-- Opening Marker --

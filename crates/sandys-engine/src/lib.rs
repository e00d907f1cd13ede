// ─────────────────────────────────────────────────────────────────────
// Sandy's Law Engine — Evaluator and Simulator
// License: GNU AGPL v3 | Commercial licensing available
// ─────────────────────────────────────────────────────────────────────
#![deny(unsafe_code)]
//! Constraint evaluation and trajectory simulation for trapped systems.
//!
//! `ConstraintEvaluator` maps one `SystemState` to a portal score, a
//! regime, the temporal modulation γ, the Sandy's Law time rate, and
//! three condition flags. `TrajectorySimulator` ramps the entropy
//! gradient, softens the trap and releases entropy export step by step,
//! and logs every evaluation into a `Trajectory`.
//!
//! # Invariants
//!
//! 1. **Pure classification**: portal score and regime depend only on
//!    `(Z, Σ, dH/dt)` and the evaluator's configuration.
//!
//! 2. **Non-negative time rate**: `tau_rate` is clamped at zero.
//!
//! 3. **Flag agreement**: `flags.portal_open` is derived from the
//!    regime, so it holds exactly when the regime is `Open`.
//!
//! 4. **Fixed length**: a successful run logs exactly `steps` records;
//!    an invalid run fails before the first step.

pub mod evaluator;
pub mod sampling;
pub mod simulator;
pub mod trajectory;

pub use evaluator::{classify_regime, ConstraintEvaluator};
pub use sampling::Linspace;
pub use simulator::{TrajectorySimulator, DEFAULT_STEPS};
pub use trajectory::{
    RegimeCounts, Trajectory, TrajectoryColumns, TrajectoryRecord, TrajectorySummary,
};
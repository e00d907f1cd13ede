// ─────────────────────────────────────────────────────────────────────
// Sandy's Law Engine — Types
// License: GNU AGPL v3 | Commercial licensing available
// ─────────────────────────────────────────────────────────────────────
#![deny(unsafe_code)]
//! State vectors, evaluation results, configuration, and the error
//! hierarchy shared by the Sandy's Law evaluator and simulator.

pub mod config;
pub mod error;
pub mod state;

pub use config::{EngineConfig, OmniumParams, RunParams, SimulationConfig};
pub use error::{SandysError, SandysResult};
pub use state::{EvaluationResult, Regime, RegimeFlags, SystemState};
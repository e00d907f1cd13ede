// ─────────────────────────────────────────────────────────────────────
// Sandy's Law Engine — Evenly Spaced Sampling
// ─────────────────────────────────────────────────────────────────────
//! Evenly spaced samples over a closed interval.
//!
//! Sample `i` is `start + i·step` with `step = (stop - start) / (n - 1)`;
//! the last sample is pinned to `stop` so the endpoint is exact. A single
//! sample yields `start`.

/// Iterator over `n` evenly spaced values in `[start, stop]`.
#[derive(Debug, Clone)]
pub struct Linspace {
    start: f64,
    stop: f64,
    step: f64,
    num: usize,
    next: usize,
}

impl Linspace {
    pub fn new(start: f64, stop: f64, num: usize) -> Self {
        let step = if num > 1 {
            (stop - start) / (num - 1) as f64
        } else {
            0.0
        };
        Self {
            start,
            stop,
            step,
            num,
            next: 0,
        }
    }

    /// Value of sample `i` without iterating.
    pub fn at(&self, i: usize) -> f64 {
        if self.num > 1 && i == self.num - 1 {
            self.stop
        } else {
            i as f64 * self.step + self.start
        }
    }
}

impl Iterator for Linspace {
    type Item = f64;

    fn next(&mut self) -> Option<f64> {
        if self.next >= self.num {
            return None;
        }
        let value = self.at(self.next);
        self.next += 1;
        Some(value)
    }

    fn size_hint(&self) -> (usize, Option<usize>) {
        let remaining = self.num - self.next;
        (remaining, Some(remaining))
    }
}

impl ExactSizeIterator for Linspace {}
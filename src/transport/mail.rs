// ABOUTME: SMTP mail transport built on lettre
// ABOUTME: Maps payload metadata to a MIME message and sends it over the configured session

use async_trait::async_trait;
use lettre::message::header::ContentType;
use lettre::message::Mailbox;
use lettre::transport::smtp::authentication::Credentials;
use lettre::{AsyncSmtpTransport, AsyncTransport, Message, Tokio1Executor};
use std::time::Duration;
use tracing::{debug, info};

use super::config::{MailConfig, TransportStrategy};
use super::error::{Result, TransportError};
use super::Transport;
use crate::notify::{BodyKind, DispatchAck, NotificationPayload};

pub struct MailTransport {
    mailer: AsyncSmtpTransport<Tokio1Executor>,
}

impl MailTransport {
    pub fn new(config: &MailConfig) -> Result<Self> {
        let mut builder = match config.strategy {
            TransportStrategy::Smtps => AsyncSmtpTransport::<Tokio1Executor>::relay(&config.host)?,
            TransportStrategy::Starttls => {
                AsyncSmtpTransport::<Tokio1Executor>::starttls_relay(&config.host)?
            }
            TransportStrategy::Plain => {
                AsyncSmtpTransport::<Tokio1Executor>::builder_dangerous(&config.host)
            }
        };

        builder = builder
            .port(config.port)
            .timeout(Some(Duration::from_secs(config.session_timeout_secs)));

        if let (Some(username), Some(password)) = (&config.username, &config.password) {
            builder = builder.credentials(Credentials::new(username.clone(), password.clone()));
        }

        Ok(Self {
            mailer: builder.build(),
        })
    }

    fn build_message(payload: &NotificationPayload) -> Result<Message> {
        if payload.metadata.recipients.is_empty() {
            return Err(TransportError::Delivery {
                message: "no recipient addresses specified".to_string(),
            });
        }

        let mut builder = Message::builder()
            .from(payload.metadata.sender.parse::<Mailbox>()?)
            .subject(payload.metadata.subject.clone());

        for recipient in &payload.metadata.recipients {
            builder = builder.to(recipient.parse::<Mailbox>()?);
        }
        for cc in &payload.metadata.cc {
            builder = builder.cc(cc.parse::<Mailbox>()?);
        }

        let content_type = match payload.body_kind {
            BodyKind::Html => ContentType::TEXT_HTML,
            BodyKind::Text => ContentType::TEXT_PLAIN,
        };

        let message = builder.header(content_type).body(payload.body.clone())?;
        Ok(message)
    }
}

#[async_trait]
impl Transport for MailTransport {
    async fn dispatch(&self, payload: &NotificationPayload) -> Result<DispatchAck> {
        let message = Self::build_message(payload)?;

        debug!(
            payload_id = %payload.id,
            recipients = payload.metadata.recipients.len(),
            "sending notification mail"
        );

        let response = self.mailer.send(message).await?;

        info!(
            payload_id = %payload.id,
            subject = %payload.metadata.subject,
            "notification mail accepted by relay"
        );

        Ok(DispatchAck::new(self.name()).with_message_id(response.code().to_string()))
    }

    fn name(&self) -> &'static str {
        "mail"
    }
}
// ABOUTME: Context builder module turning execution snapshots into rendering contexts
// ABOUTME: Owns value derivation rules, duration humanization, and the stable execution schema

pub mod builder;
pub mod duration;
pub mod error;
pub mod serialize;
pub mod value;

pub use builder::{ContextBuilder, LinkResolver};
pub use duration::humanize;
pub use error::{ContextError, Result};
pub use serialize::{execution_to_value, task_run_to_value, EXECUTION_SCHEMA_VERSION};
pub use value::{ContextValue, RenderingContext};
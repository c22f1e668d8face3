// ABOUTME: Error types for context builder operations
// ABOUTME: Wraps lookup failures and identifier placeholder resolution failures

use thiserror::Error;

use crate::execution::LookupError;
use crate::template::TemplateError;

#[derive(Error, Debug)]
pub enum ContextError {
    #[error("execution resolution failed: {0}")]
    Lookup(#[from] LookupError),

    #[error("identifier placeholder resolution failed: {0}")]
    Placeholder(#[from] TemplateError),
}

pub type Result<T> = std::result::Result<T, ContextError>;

-- Closing Marker --

- **Exercise description**:
Where a line in the listing above holds the string "Some", include it in your count, and answer with the number alone.

- **Output of the task**:
4